The allure of West Coast IPA is fading, clear definition lost in the continuous polishing and reinvention of the “style”.

Hazy IPA has peaked. It seems.

What’s next?

A few IPA iterations have put up their hands in recent years: notably Brut and White but they never made it out of their niche, as nice as they are.

Cold IPA has some traction and while I personally love the style and think it’s a great name, it’s hard to explain to anyone but the craft-embedded — and explaining it someone who just wants and actual “cold” IPA might make it too arcane to gain a proper popularity toehold (but hopefully brewers keep making them!).

Brett IPA. Intriguing but too much inertia to overcome.

Red, hangs around like a good dog, and who doesn’t love a good dog?

Black. There’s still a black market but it’s small.

So, what’s the game-changer IPA — the one that has cross-over to the mainstream market.

Parrotdog are betting big on Bright IPA.

The team in Lyall Bay have released a few Bright IPAs, most recently in their limited-edition series (three of them in 11 releases, including a Double Bright IPA) and earlier for their 10th birthday.

Pacific Coast have done one, Scarab. Martinborough Brewery got in the New World Beer & Cider Awards Top 30 last year with their Bright IPA. Shining Peak produced Detained & Fabulous, their LGBQT+ beer. And Alibi Brewing also had one … but google “what is Bright IPA?” and not much comes up?

By far the most results in my search related to Parrotdog.

Now they’re adding a Bright IPA to their core range with Thunderbird.

bright ipa

Its arrival this month begs the question, google aside, what is a Bright IPA?

Most obviously, says Parrotdog brewing director Matt Warner, it’s “a useful catch-all descriptor for a non-hazy IPA” so — yes — it’s clear, filtered and bright, with a colour anywhere from “super pale to deep gold”.

Warner says the hops can be from anywhere but the spin is towards modern American hops.

Bright IPA is typically lower in bitterness than a true West Coast or American IPA.

“Our requirement for Bright IPA is that it must be clear, filtered and bright. We want people to be able to confidently purchase an IPA knowing that there’s no chance that it might be hazy. The terms ‘IPA’ and ‘hazy’ seem at risk of becoming more and more interchangeable.

“Not to take anything away from hazy beers but this is just giving a leg up to those who desire clear, filtered, bright beers.”

Fellow Parrotdog founder Matt Kristofski sees Bright IPA as surfing off the apex of the hazy wave, which they’ve ridden so expertly with Birdseye, a beer that accounts for half their annual production.

“Birdseye defines our brand but we’re starting to see a trend back towards clear beers.

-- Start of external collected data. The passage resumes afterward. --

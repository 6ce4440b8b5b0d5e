// Copyright 2025 Fernando Borretti
//
// Licensed under the Apache License, Version 2.0 (the "License");
// you may not use this file except in compliance with the License.
// You may obtain a copy of the License at
//
//     http://www.apache.org/licenses/LICENSE-2.0
//
// Unless required by applicable law or agreed to in writing, software
// distributed under the License is distributed on an "AS IS" BASIS,
// WITHOUT WARRANTIES OR CONDITIONS OF ANY KIND, either express or implied.
// See the License for the specific language governing permissions and
// limitations under the License.

use chrono::DateTime;
use chrono::TimeDelta;
use chrono::Utc;
use rusqlite::ToSql;
use rusqlite::types::FromSql;
use rusqlite::types::FromSqlError;
use rusqlite::types::FromSqlResult;
use rusqlite::types::ToSqlOutput;
use rusqlite::types::ValueRef;

#[derive(Clone, Copy, PartialEq, Eq, PartialOrd, Ord, Debug)]
pub struct Timestamp(DateTime<Utc>);

impl Timestamp {
    pub fn now() -> Self {
        Self(Utc::now())
    }

    /// Milliseconds since the Unix epoch. Out of range values clamp to the
    /// epoch.
    #[cfg(test)]
    pub fn from_millis(ms: i64) -> Self {
        Self(DateTime::from_timestamp_millis(ms).unwrap_or_default())
    }

    pub fn plus_millis(self, ms: u64) -> Self {
        let delta = i64::try_from(ms)
            .ok()
            .and_then(TimeDelta::try_milliseconds)
            .unwrap_or(TimeDelta::MAX);
        Self(self.0.checked_add_signed(delta).unwrap_or(DateTime::<Utc>::MAX_UTC))
    }

    /// Whole milliseconds elapsed since `earlier`. Negative if `earlier` is
    /// in the future.
    pub fn millis_since(self, earlier: Timestamp) -> i64 {
        (self.0 - earlier.0).num_milliseconds()
    }
}

impl ToSql for Timestamp {
    fn to_sql(&self) -> rusqlite::Result<ToSqlOutput<'_>> {
        let str = self.0.to_rfc3339();
        Ok(ToSqlOutput::from(str))
    }
}

impl FromSql for Timestamp {
    fn column_result(value: ValueRef<'_>) -> FromSqlResult<Self> {
        let string: String = FromSql::column_result(value)?;
        let ts =
            DateTime::parse_from_rfc3339(&string).map_err(|e| FromSqlError::Other(Box::new(e)))?;
        let ts = ts.with_timezone(&Utc);
        Ok(Timestamp(ts))
    }
}
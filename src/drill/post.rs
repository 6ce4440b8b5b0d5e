// Copyright 2025 Fernando Borretti
//
// Licensed under the Apache License, Version 2.0 (the "License");
// you may not use this file except in compliance with the License.
// You may obtain a copy of the License at
//
//     http://www.apache.org/licenses/LICENSE-2.0
//
// Unless required by applicable law or agreed to in writing, software
// distributed under the License is distributed on an "AS IS" BASIS,
// WITHOUT WARRANTIES OR CONDITIONS OF ANY KIND, either express or implied.
// See the License for the specific language governing permissions and
// limitations under the License.

use axum::Form;
use axum::extract::State;
use axum::response::Redirect;
use serde::Deserialize;

use crate::drill::state::ServerState;
use crate::error::Fallible;
use crate::error::fail;
use crate::types::category::Category;
use crate::types::timestamp::Timestamp;

#[derive(Debug, Deserialize)]
enum Action {
    Next,
    Prev,
    ToggleReading,
    ToggleMeaning,
    Shuffle,
    Reset,
    Filter,
}

#[derive(Deserialize)]
pub struct FormData {
    action: Action,
    category: Option<String>,
}

pub async fn post_handler(
    State(state): State<ServerState>,
    Form(form): Form<FormData>,
) -> Redirect {
    match action_handler(&state, form) {
        Ok(_) => {}
        Err(e) => {
            log::error!("{e}");
        }
    }
    Redirect::to("/")
}

fn action_handler(state: &ServerState, form: FormData) -> Fallible<()> {
    let mut mutable = state.lock();
    let session = &mut mutable.session;
    let now = Timestamp::now();
    match form.action {
        Action::Next => {
            session.next(now);
        }
        Action::Prev => {
            session.prev(now);
        }
        Action::ToggleReading => session.toggle_reading(),
        Action::ToggleMeaning => session.toggle_meaning(),
        Action::Shuffle => session.reshuffle(),
        Action::Reset => session.reset_order(),
        Action::Filter => match form.category {
            Some(name) => session.set_filter(Category::parse(&name)),
            None => return fail("filter action without a category."),
        },
    }
    Ok(())
}
// Copyright 2025 Fernando Borretti
//
// Licensed under the Apache License, Version 2.0 (the "License");
// you may not use this file except in compliance with the License.
// You may obtain a copy of the License at
//
//     http://www.apache.org/licenses/LICENSE-2.0
//
// Unless required by applicable law or agreed to in writing, software
// distributed under the License is distributed on an "AS IS" BASIS,
// WITHOUT WARRANTIES OR CONDITIONS OF ANY KIND, either express or implied.
// See the License for the specific language governing permissions and
// limitations under the License.

use crate::input::Command;

/// A key the drill reacts to.
#[derive(Clone, Copy, Debug, PartialEq, Eq)]
pub enum Key {
    ArrowLeft,
    ArrowRight,
    Space,
}

impl Key {
    /// Parses a DOM `KeyboardEvent.key` value.
    pub fn from_dom(key: &str) -> Option<Self> {
        match key {
            "ArrowLeft" => Some(Key::ArrowLeft),
            "ArrowRight" => Some(Key::ArrowRight),
            " " | "Space" | "Spacebar" => Some(Key::Space),
            _ => None,
        }
    }
}

/// Maps key presses and releases to commands.
#[derive(Clone, Copy, Debug, Default)]
pub struct KeyAdapter;

impl KeyAdapter {
    pub fn key_down(&self, key: Key) -> Option<Command> {
        match key {
            Key::ArrowRight => Some(Command::Next),
            Key::ArrowLeft => Some(Command::Prev),
            Key::Space => Some(Command::PeekReveal),
        }
    }

    pub fn key_up(&self, key: Key) -> Option<Command> {
        match key {
            Key::Space => Some(Command::PeekHide),
            Key::ArrowLeft | Key::ArrowRight => None,
        }
    }

    /// Convenience entry point for raw DOM key names.
    pub fn handle(&self, key: &str, pressed: bool) -> Option<Command> {
        let key = Key::from_dom(key)?;
        if pressed {
            self.key_down(key)
        } else {
            self.key_up(key)
        }
    }
}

For us, it’s a way of pre-empting that shift in preference for clear IPAs. But we wanted to capture a modern interpretation of that style – so we’ve used modern hops that have similar flavours as you’d find in hazy IPAs.”

That description is a lot like the one Firestone Walker’s Matt Brynildson gave when talking about their release of Hopnosis last year:

“Brewers have been using a lot of tricks learned through hazy IPA, such as omitting cara-specialty malts, cooling down the whirlpool, lowering hop bitterness, and loading up on new-school hops to showcase a soft tropical fruit character.”

Kristofski feels they’ve got that hop character.

“When you open a can it hits you in the face.”

And there’s also a need to distance this modern IPA from West Coast IPA.

“When people hear West Coast IPA they instantly think of it being a heavy beer, but we wanted this to be light bright and easy-drinking — like Birdseye, we want it to be a volume beer,” Kristofski says.

“I think ‘Bright’ works really well to describe this new era of modern IPA which carries over those characteristics from hazies.”

Hitting an ABV of 5.8% is also key with a core range, as opposed to the earlier iterations of Bright IPA in one-off 440ml cans which clocked in a much bigger ABVs.

“That 5.8% is a sweet spot for ABV because Kiwis do took to ABV and work out how much they’re spending to get it.”

The question is whether this new beer might cut across Bitter Bitch? 

“We’ve thought about this a lot. Bitter Bitch is still our No 2 SKU and it’s still growing after 13 years, but it’s a unique beer in the core range format and it has a very loyal following —because of its cult status people stick with it and love it.”

Thunderbird is more likely to impact Birdseye, but in that instance, it might also be a case of cashing in on shifting preferences as beer drinkers look to a brighter future.